O movimento ataca um paradoxo do setor: enquanto o custo dos painéis solares despencou, os custos de instalação, licenciamento e aquisição de terras se tornaram os principais gargalos para a expansão da fonte. A tese da Planted é que a engenharia por trás das fazendas solares não acompanhou a evolução dos componentes, e a solução está na combinação de software e robótica para otimizar o ativo mais escasso: o solo.

O Lego da Energia Solar

O método convencional para construir uma fazenda solar exige terraplanagem para criar uma superfície plana, onde longas fileiras de painéis são montadas em racks. O processo é caro, demorado e ambientalmente custoso. A Planted subverte essa lógica. Primeiramente, um software cria um “gêmeo digital” do terreno, mapeando a topografia natural com alta precisão.

Em seguida, robôs autônomos percorrem o local e instalam postes individuais para cada painel, seguindo as ondulações do terreno. Segundo a empresa, isso permite construir em inclinações de até 27% e aproveitar áreas que seriam descartadas no modelo tradicional. O resultado é uma densidade até 40% maior, gerando a mesma energia em uma área significativamente menor, com um processo de montagem que se assemelha a um encaixe de peças de Lego.

Acelerando a Burocracia

O maior impacto da tecnologia da Planted, contudo, pode não ser na velocidade da construção, mas na viabilização de projetos e na aceleração do licenciamento. Ao dispensar a terraplanagem, a solução preserva a vegetação local e o fluxo natural de águas pluviais, facilitando a obtenção de aprovações ambientais. Além disso, os painéis ficam mais baixos, reduzindo o impacto visual para comunidades vizinhas — um ponto frequente de atrito.

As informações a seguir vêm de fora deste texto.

//! Source-side data as supplied by asset extraction.
//!
//! All vectors are in Unity's convention; nothing here is converted yet.

use std::collections::HashMap;

use nalgebra::{UnitQuaternion, Vector2, Vector3};
use serde::{Deserialize, Serialize};

/// One node of the avatar skeleton.
#[derive(Debug, Clone, Serialize, Deserialize, PartialEq)]
pub struct SkeletonNode {
    /// Index of the parent node, `None` for the root.
    pub parent: Option<usize>,
}

/// Skeleton: stable bone ids defining the index space `[0..N)`.
#[derive(Debug, Clone, Default, Serialize, Deserialize, PartialEq)]
pub struct SourceSkeleton {
    pub nodes: Vec<SkeletonNode>,
    pub node_ids: Vec<u32>,
}

impl SourceSkeleton {
    pub fn len(&self) -> usize {
        self.node_ids.len()
    }

    pub fn is_empty(&self) -> bool {
        self.node_ids.is_empty()
    }
}

/// Local rest transform of one bone.
#[derive(Debug, Clone, Serialize, Deserialize, PartialEq)]
pub struct SourceTransform {
    pub translation: Vector3<f32>,
    pub rotation: UnitQuaternion<f32>,
}

impl Default for SourceTransform {
    fn default() -> Self {
        Self {
            translation: Vector3::zeros(),
            rotation: UnitQuaternion::identity(),
        }
    }
}

/// Rest pose, index-aligned with [`SourceSkeleton`].
#[derive(Debug, Clone, Default, Serialize, Deserialize, PartialEq)]
pub struct SourcePose {
    pub transforms: Vec<SourceTransform>,
}

/// Combined avatar: skeleton, rest pose and bone display paths.
#[derive(Debug, Clone, Default, Serialize, Deserialize, PartialEq)]
pub struct SourceAvatar {
    pub name: String,
    pub skeleton: SourceSkeleton,
    pub pose: SourcePose,
    /// Bone id to display path, e.g. `"MODEL_00/BASE/MUNE1"`.
    pub bone_names: HashMap<u32, String>,
}

/// One skin influence: an index into [`SourceMesh::bone_name_hashes`] and a weight.
#[derive(Debug, Clone, Copy, Serialize, Deserialize, PartialEq)]
pub struct BoneInfluence {
    pub bone_index: usize,
    pub weight: f32,
}

/// A contiguous range of the merged mesh.
#[derive(Debug, Clone, Copy, Default, Serialize, Deserialize, PartialEq, Eq)]
pub struct SubMesh {
    pub first_index: u32,
    pub index_count: u32,
    pub first_vertex: u32,
    pub vertex_count: u32,
}

/// A blend-shape channel.
#[derive(Debug, Clone, Serialize, Deserialize, PartialEq)]
pub struct BlendShapeChannel {
    /// Full channel name, e.g. `"blendShape1.E_metoji_l"`.
    pub name: String,
}

/// A shape: a range over the shared delta-vertex pool.
#[derive(Debug, Clone, Copy, Serialize, Deserialize, PartialEq, Eq)]
pub struct BlendShape {
    pub first_vertex: u32,
    pub vertex_count: u32,
}

/// One delta vertex.
#[derive(Debug, Clone, Copy, Serialize, Deserialize, PartialEq)]
pub struct BlendShapeVertex {
    /// Mesh vertex the delta applies to.
    pub index: u32,
    pub vertex: Vector3<f32>,
}

/// Blend-shape block of a mesh.
#[derive(Debug, Clone, Default, Serialize, Deserialize, PartialEq)]
pub struct BlendShapeData {
    pub channels: Vec<BlendShapeChannel>,
    pub shapes: Vec<BlendShape>,
    pub vertices: Vec<BlendShapeVertex>,
}

/// Merged geometry of every mesh making up the model.
#[derive(Debug, Clone, Default, Serialize, Deserialize, PartialEq)]
pub struct SourceMesh {
    pub vertices: Vec<Vector3<f32>>,
    pub normals: Vec<Vector3<f32>>,
    pub uv1: Vec<Vector2<f32>>,
    /// Per-vertex influences. May be shorter than `vertices` for ill-formed
    /// models; missing entries mean "no influence".
    pub skin: Vec<[Option<BoneInfluence>; 4]>,
    /// Skin bone slot to bone id.
    pub bone_name_hashes: Vec<u32>,
    pub indices: Vec<u32>,
    pub sub_meshes: Vec<SubMesh>,
    /// Names of the meshes merged into this one.
    pub names: Vec<String>,
    /// For each sub mesh, the index into `names` it came from.
    pub parent_mesh_indices: Vec<usize>,
    pub shape: Option<BlendShapeData>,
}

impl SourceMesh {
    pub fn vertex_count(&self) -> usize {
        self.vertices.len()
    }
}

/// Sway (secondary motion) settings consumed by physics import.
#[derive(Debug, Clone, Default, Serialize, Deserialize, PartialEq)]
pub struct SwayController {
    pub name: String,
    pub bones: Vec<SwayBone>,
}

/// One swaying bone.
#[derive(Debug, Clone, Serialize, Deserialize, PartialEq)]
pub struct SwayBone {
    /// Display path of the bone.
    pub path: String,
    pub radius: f32,
    #[serde(default)]
    pub is_skirt: bool,
}

/// Everything one conversion reads.
#[derive(Debug, Clone, Default, Serialize, Deserialize, PartialEq)]
pub struct SourceScene {
    pub avatar: SourceAvatar,
    pub mesh: SourceMesh,
    /// Vertices below this index belong to the body mesh; the rest to the head.
    pub body_mesh_vertex_count: usize,
    pub texture_prefix: String,
    #[serde(default)]
    pub body_sway: SwayController,
    #[serde(default)]
    pub head_sway: SwayController,
}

Segundo reportagem da Fast Company, que originou a notícia, a abordagem já se provou decisiva em casos concretos. Um projeto para alimentar um data center tornou-se viável ao conseguir gerar 2,5 vezes mais energia na mesma área. Em outro, a Planted redesenhou uma usina após mais da metade do terreno ter sido designada como área de proteção ambiental, salvando o empreendimento.

Com a nova capitalização, a empresa planeja expandir sua frota de robôs, que já está com a agenda lotada para o próximo ano. O investimento sinaliza uma nova fronteira de inovação na transição energética: o desafio não está mais apenas no silício dos painéis, mas no aço e no software que os instalam no solo de forma mais inteligente.